I've decided another person I'd love to have for dinner is Phil Harding (the long-haired one from Time Team). I imagine he'd be hilarious as well as instructive. Who would you have?

Monday, 7 March 2011

Thursday, 3 March 2011

Today's little amble


Despite loving the feel and look of books I've just bought a Kindle. Apart from all the known advantages the big one for me is the cheap and easy access to books which are no longer available, even second-hand. For years there have been a few Anthony Trollope books that I've wanted to read but haven't been able to get hold of. Even the British Library doesn't have lending copies. Some of them could have been downloaded onto my computer but I don't think I could happily read a book on my computer – especially when I spend so much time on it doing other things. And now, at last I can access them all. And the price is ridiculous. I've just paid less than £5.00 for over 90 books.


One of the fascinating aspects about reading books from the nineteenth cenury is learning about all the little things that people did which no longer apply in this day and age. As many people will know the middle and upper classes all had visiting cards which they carried around with them and would leave if they visited someone who was out. (No means of checking if they're in by a quick phgone call!) But did you know that that if you folded down the top right corner it meant that you had come in person rather than just sent a messenger with an invitation or something. If you folded down the top left corner you were saying congratulations while the bottom left was a sign of condolence.

Well, She-who-loves-tea has just made a cup so I'm to sit down and have a chat...


Tuesday, 1 March 2011

St. Swithbert - a scheduled post

I bet not many people know that there is a saint for angina sufferers! He is St. Swithbert (Suitbert) 647-713 and 1st March is St Swithbert's Day.

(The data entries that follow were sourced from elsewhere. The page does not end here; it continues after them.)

/// Per-sample hazard classification.
///
/// Each hazard kind is evaluated independently, so one sample may be
/// flagged for several kinds at once:
///
/// - wind:          present and strictly above `wind_speed`
/// - temperature:   present and at or below `temperature_low`
/// - precipitation: rain > 0, or snowfall > 0, or the weather code is in
///                  `precipitation_codes`
///
/// Precipitation magnitude is the rain amount when positive, else the
/// snowfall amount when positive, else 0 (flagged by code alone).
/// Missing or non-finite values are never hazardous.

use tracing::{trace, warn};

use crate::config::HazardThresholds;
use crate::model::{HazardKind, Sample};

/// Flags for one sample: `Some(magnitude)` for each hazardous kind.
#[derive(Debug, Clone, Copy, Default, PartialEq)]
pub struct Classification {
    pub wind: Option<f64>,
    pub temperature: Option<f64>,
    pub precipitation: Option<f64>,
}

impl Classification {
    pub fn get(&self, kind: HazardKind) -> Option<f64> {
        match kind {
            HazardKind::Wind => self.wind,
            HazardKind::Temperature => self.temperature,
            HazardKind::Precipitation => self.precipitation,
        }
    }

    pub fn is_clear(&self) -> bool {
        self.wind.is_none() && self.temperature.is_none() && self.precipitation.is_none()
    }
}

/// Stateless classifier over a fixed set of thresholds.
#[derive(Debug, Clone)]
pub struct HazardClassifier {
    thresholds: HazardThresholds,
}

impl HazardClassifier {
    pub fn new(thresholds: HazardThresholds) -> Self {
        Self { thresholds }
    }

    pub fn thresholds(&self) -> &HazardThresholds {
        &self.thresholds
    }

    pub fn classify(&self, sample: &Sample) -> Classification {
        let wind = usable(sample, HazardKind::Wind, "wind_speed", sample.wind_speed)
            .filter(|w| *w > self.thresholds.wind_speed);

        let temperature = usable(sample, HazardKind::Temperature, "temperature", sample.temperature)
            .filter(|t| *t <= self.thresholds.temperature_low);

        let rain = usable(sample, HazardKind::Precipitation, "rain", sample.rain).filter(|r| *r > 0.0);
        let snowfall =
            usable(sample, HazardKind::Precipitation, "snowfall", sample.snowfall).filter(|s| *s > 0.0);
        let by_code = sample
            .weather_code
            .is_some_and(|c| self.thresholds.precipitation_codes.contains(&c));

        let precipitation = match (rain, snowfall) {
            (Some(r), _) => Some(r),
            (None, Some(s)) => Some(s),
            (None, None) if by_code => Some(0.0),
            (None, None) => None,
        };

        Classification {
            wind,
            temperature,
            precipitation,
        }
    }
}

/// Passes finite values through; anything else is "not hazardous" and logged.
fn usable(sample: &Sample, kind: HazardKind, field: &'static str, value: Option<f64>) -> Option<f64> {
    match value {
        Some(v) if v.is_finite() => Some(v),
        Some(v) => {
            warn!(timestamp = %sample.timestamp, hazard = %kind, field, value = v, "non-finite value, not classified");
            None
        }
        None => {
            trace!(timestamp = %sample.timestamp, hazard = %kind, field, "value missing, not classified");
            None
        }
    }
}

#[cfg(test)]
mod tests {
    use super::*;
    use chrono::{TimeZone, Utc};

    fn classifier() -> HazardClassifier {
        HazardClassifier::new(HazardThresholds::default())
    }

    fn blank() -> Sample {
        Sample::at(Utc.with_ymd_and_hms(2024, 1, 5, 12, 0, 0).unwrap())
    }

    #[test]
    fn test_wind_threshold_is_strict() {
        let c = classifier();
        let at = |w| c.classify(&Sample { wind_speed: Some(w), ..blank() }).wind;
        assert_eq!(at(58.0), None);
        assert_eq!(at(58.1), Some(58.1));
    }

    #[test]
    fn test_temperature_threshold_is_inclusive() {
        let c = classifier();
        let at = |t| c.classify(&Sample { temperature: Some(t), ..blank() }).temperature;
        assert_eq!(at(-10.0), Some(-10.0));
        assert_eq!(at(-9.9), None);
        assert_eq!(at(-25.0), Some(-25.0));
    }

    #[test]
    fn test_precipitation_magnitude_prefers_rain() {
        let c = classifier();
        let s = Sample { rain: Some(1.2), snowfall: Some(3.0), ..blank() };
        assert_eq!(c.classify(&s).precipitation, Some(1.2));

        let s = Sample { rain: Some(0.0), snowfall: Some(0.7), ..blank() };
        assert_eq!(c.classify(&s).precipitation, Some(0.7));
    }

    #[test]
    fn test_precipitation_code_only_has_zero_magnitude() {
        let c = classifier();
        let s = Sample { rain: Some(0.0), snowfall: Some(0.0), weather_code: Some(61), ..blank() };
        assert_eq!(c.classify(&s).precipitation, Some(0.0));

        let s = Sample { weather_code: Some(3), ..blank() };
        assert_eq!(c.classify(&s).precipitation, None);
    }

    #[test]
    fn test_missing_and_non_finite_values_are_not_hazardous() {
        let c = classifier();
        assert!(c.classify(&blank()).is_clear());

        let s = Sample {
            wind_speed: Some(f64::NAN),
            temperature: Some(f64::NEG_INFINITY),
            rain: Some(f64::INFINITY),
            ..blank()
        };
        assert!(c.classify(&s).is_clear());
    }

    #[test]
    fn test_one_sample_can_raise_several_kinds() {
        let c = classifier();
        let s = Sample {
            wind_speed: Some(70.0),
            temperature: Some(-15.0),
            snowfall: Some(0.4),
            ..blank()
        };
        let flags = c.classify(&s);
        for kind in HazardKind::ALL {
            assert!(flags.get(kind).is_some(), "{kind} should be flagged");
        }
    }

    #[test]
    fn test_configured_thresholds_are_used() {
        let c = HazardClassifier::new(HazardThresholds {
            wind_speed: 30.0,
            temperature_low: -19.0,
            precipitation_codes: [71].into_iter().collect(),
        });
        let s = Sample {
            wind_speed: Some(31.0),
            temperature: Some(-15.0),
            weather_code: Some(61),
            ..blank()
        };
        let flags = c.classify(&s);
        assert_eq!(flags.wind, Some(31.0));
        assert_eq!(flags.temperature, None);
        assert_eq!(flags.precipitation, None);
    }
}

Swithbert, a monk from the English region of Northumbria, immigrated to Ireland, where he became a disciple of Saint Egbert in the monastery of Rathmelsigi. Described by his contemporary Saint Bede as “humble-hearted”, Swithbert was one of twelve monks of Rathmelsigi sent by Egbert on a mission to evangelize the Netherlands. Among his companions was the famed missionary, Saint Willibrord. After winning the conversions of many pagans by his zeal, Swithbert was consecrated regionary bishop for this mission in 693. Thereafter he expanded his field of labour into western Germany. Here he was successful for a time, but in the end his efforts were thwarted by a Saxon invasion. Swithbert saw in this misfortune an opportunity to withdraw from the world and prepare himself spiritually for death. He founded a monastery on an island along the Rhine, where the town of Kaiserswerth now stands, near Dusseldorf, Germany. Swithbert spent the rest of his life in the Kaiserswerth monastery.

Hopefully I won't be needing his services any more.